Most of Gerald’s adult life was spent traveling and campaigning for what he felt was his rightful appointment as bishop; sadly for him, it was never granted. St Davids was not made a metropolitan see, and Gerald eventually left Pembrokeshire. The once tall and handsome priest lived out his final years in Canterbury, keeping himself busy with his writings (he authored 17 books in his lifetime) far from his familial surroundings and the church he felt ready to die for, much as Thomas Becket had done in 1170 in Canterbury. Gerald died in 1223.


So how does the life of Gerald, who lived 250 years prior to my main character Isa, factor into The Maid of Gascony narrative? The link comes from two of Gerald’s written works I mentioned earlier, his Descriptio and Itinerarium Cambriae. After reading about the route Gerald took to travel to St Davids from England I knew that I wanted to make the pilgrimage myself one day and retrace his path. A few years after I graduated I came back to the UK and made my first journey out to the Bishop’s Palace, and from that moment on, I knew it was where my story would be set.

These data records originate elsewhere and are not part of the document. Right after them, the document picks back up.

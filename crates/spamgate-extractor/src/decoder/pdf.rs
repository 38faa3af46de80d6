use super::Decoder;
use crate::process::run_tool;
use crate::{DecodeError, ScratchSpace, ToolConfig};
use spamgate_domain::Attachment;
use std::ffi::OsStr;

/// Extracts PDF text with `pdftotext`
pub struct PdfDecoder<'a> {
    tools: &'a ToolConfig,
    scratch: &'a ScratchSpace,
}

impl<'a> PdfDecoder<'a> {
    /// Create a decoder using the configured `pdftotext`
    pub fn new(tools: &'a ToolConfig, scratch: &'a ScratchSpace) -> Self {
        Self { tools, scratch }
    }
}

impl Decoder for PdfDecoder<'_> {
    fn name(&self) -> &'static str {
        "pdf"
    }

    fn decode(&self, _attachment: &Attachment, bytes: &[u8]) -> Result<String, DecodeError> {
        let file = self.scratch.file_with(bytes, ".pdf")?;

        let text = run_tool(
            &self.tools.pdftotext,
            &[file.path().as_os_str(), OsStr::new("-")],
            self.tools.timeout(),
        )?;

        if text.trim().is_empty() {
            return Err(DecodeError::EmptyOutput(self.name()));
        }
        Ok(text)
    }
}
//! Configuration for the Extractor

use serde::{Deserialize, Serialize};
use std::path::PathBuf;
use std::time::Duration;

/// Bytes per megabyte for the attachment size limit
const MEGABYTE: u64 = 1024 * 1024;

/// External programs used by the document decoders
#[derive(Debug, Clone, PartialEq, Eq, Serialize, Deserialize)]
#[serde(default)]
pub struct ToolConfig {
    /// PDF to text converter, invoked as `<pdftotext> <file> -`
    pub pdftotext: String,

    /// Primary legacy Word converter, invoked as `<antiword> <file>`
    pub antiword: String,

    /// Fallback legacy Word converter, invoked as `<catdoc> <file>`
    pub catdoc: String,

    /// Archive extractor for .docx containers
    pub unzip: String,

    /// Time budget per tool invocation (seconds)
    pub timeout_secs: u64,
}

impl ToolConfig {
    /// Get the tool timeout as a Duration
    pub fn timeout(&self) -> Duration {
        Duration::from_secs(self.timeout_secs)
    }
}

impl Default for ToolConfig {
    fn default() -> Self {
        Self {
            pdftotext: "pdftotext".to_string(),
            antiword: "antiword".to_string(),
            catdoc: "catdoc".to_string(),
            unzip: "unzip".to_string(),
            timeout_secs: 30,
        }
    }
}

/// Configuration for the Extractor
#[derive(Debug, Clone, Serialize, Deserialize)]
pub struct ExtractorConfig {
    /// Attachments above this size (megabytes) are skipped
    pub max_file_size_mb: u64,

    /// External decoder programs
    #[serde(default)]
    pub tools: ToolConfig,

    /// Directory for decoder temp files (system temp dir when unset)
    #[serde(default, skip_serializing_if = "Option::is_none")]
    pub scratch_dir: Option<PathBuf>,
}

impl ExtractorConfig {
    /// Size limit in bytes
    pub fn max_attachment_bytes(&self) -> u64 {
        self.max_file_size_mb.saturating_mul(MEGABYTE)
    }

    /// Set the attachment size limit
    pub fn with_max_file_size_mb(mut self, megabytes: u64) -> Self {
        self.max_file_size_mb = megabytes;
        self
    }

    /// Set the external tools
    pub fn with_tools(mut self, tools: ToolConfig) -> Self {
        self.tools = tools;
        self
    }

    /// Place decoder temp files under `dir`
    pub fn with_scratch_dir(mut self, dir: impl Into<PathBuf>) -> Self {
        self.scratch_dir = Some(dir.into());
        self
    }

    /// Validate the configuration
    pub fn validate(&self) -> Result<(), String> {
        if self.max_file_size_mb == 0 {
            return Err("max_file_size_mb must be greater than 0".to_string());
        }
        if self.tools.timeout_secs == 0 {
            return Err("tools.timeout_secs must be greater than 0".to_string());
        }
        for (name, program) in [
            ("pdftotext", &self.tools.pdftotext),
            ("antiword", &self.tools.antiword),
            ("catdoc", &self.tools.catdoc),
            ("unzip", &self.tools.unzip),
        ] {
            if program.trim().is_empty() {
                return Err(format!("tools.{} must not be empty", name));
            }
        }
        Ok(())
    }

    /// Load configuration from TOML string
    pub fn from_toml(toml_str: &str) -> Result<Self, String> {
        toml::from_str(toml_str).map_err(|e| format!("Failed to parse TOML: {}", e))
    }
}

impl Default for ExtractorConfig {
    fn default() -> Self {
        Self {
            max_file_size_mb: 10,
            tools: ToolConfig::default(),
            scratch_dir: None,
        }
    }
}
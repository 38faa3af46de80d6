//! Keyword module - spam keywords parsed from configuration

use serde::{Deserialize, Serialize};

/// Ordered list of spam keywords
///
/// Parsed from a raw configuration string where keywords are separated by
/// `,` or `;`. Entries are trimmed, empty entries are dropped and the
/// configured order is kept, so matching and reporting are deterministic.
///
/// # Examples
///
/// ```
/// use spamgate_domain::KeywordSet;
///
/// let keywords = KeywordSet::parse("viagra, casino ;; lottery");
/// assert_eq!(keywords.as_slice(), ["viagra", "casino", "lottery"]);
/// ```
#[derive(Debug, Clone, Default, PartialEq, Eq, Serialize, Deserialize)]
#[serde(transparent)]
pub struct KeywordSet(Vec<String>);

impl KeywordSet {
    /// Parse a raw `,`/`;` separated keyword string
    pub fn parse(raw: &str) -> Self {
        Self(
            raw.split([',', ';'])
                .map(str::trim)
                .filter(|keyword| !keyword.is_empty())
                .map(str::to_string)
                .collect(),
        )
    }

    /// Build a set from already separated keywords, applying the same cleanup
    pub fn from_keywords<I, S>(keywords: I) -> Self
    where
        I: IntoIterator<Item = S>,
        S: AsRef<str>,
    {
        Self(
            keywords
                .into_iter()
                .map(|keyword| keyword.as_ref().trim().to_string())
                .filter(|keyword| !keyword.is_empty())
                .collect(),
        )
    }

    /// Number of keywords
    pub fn len(&self) -> usize {
        self.0.len()
    }

    /// Whether no keywords are configured
    pub fn is_empty(&self) -> bool {
        self.0.is_empty()
    }

    /// Iterate over keywords in configured order
    pub fn iter(&self) -> std::slice::Iter<'_, String> {
        self.0.iter()
    }

    /// Borrow the keywords as a slice
    pub fn as_slice(&self) -> &[String] {
        &self.0
    }

    /// The first `n` keywords
    pub fn head(&self, n: usize) -> &[String] {
        &self.0[..n.min(self.0.len())]
    }
}

impl<'a> IntoIterator for &'a KeywordSet {
    type Item = &'a String;
    type IntoIter = std::slice::Iter<'a, String>;

    fn into_iter(self) -> Self::IntoIter {
        self.0.iter()
    }
}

Today when visiting St Davids it is possible to access the ruins of the Bishop’s Palace, and in doing so, to see the layout of the palace as Isa and her chaplain would have known it in 1453, the year they travel there. If you enter from the city centre you would pass through the medieval gatehouse which stands alongside the 13th century belltower, before descending down the hill into the close, passing the cathedral which I describe in book one as “like that of a glorious monarch reigning nobly over the serene setting that lay about her foundation.” Continuing over a narrow stone bridge that crosses the tiny river Alun you are just a few steps away from the entrance to the Bishop’s Palace, and once inside the courtyard, you can marvel at the scale of this magnificent place. What you see around you was largely the work of Bishop Henry de Gower and actually dates to his tenure in the mid-14th century. By the 15th century those appointed as Bishop of St Davids tended to stay in Llawhaden castle, which became the administrative seat of the diocese, and the Bishop’s Palace in neighboring Lamphey (another location featured in Queen of Heaven). By the end of the 15th century the use of St Davids as an active residence was coming to a close, and by the Protesstant Reformation in the 16th century St Davids was no longer a prominent place of pilgrimage. It was likely in the 16th century that the lead roofs were removed, possibly from the great hall, state apartments and the south range of buildings. The era of the palace’s grandeur had officially come to a close.


The Courtyard of the Bishop's Palace in St Davids


As a medievalist I look for evidence in a building program that gives clues indicating what level of comfort was applied to the location. This can be seen in everything from carved bosses that feature human or zoomorphic heads, plants or animals; stained glass or ornate window openings, often set in a niche with stone seats; painted tiles; newel staircases; grand exterior stone staircases, varied coloured stonework and ashlar stonework in a facade and arcaded parapets: all of which are evident in some form or another in the Bishop’s Palace.


The next time you are in search of a place to find peace and quiet, far from the bustle and strains of life, I recommend you do as Gerald did, and seek out the remote beauty that is found in Britain’s smallest city, St Davids.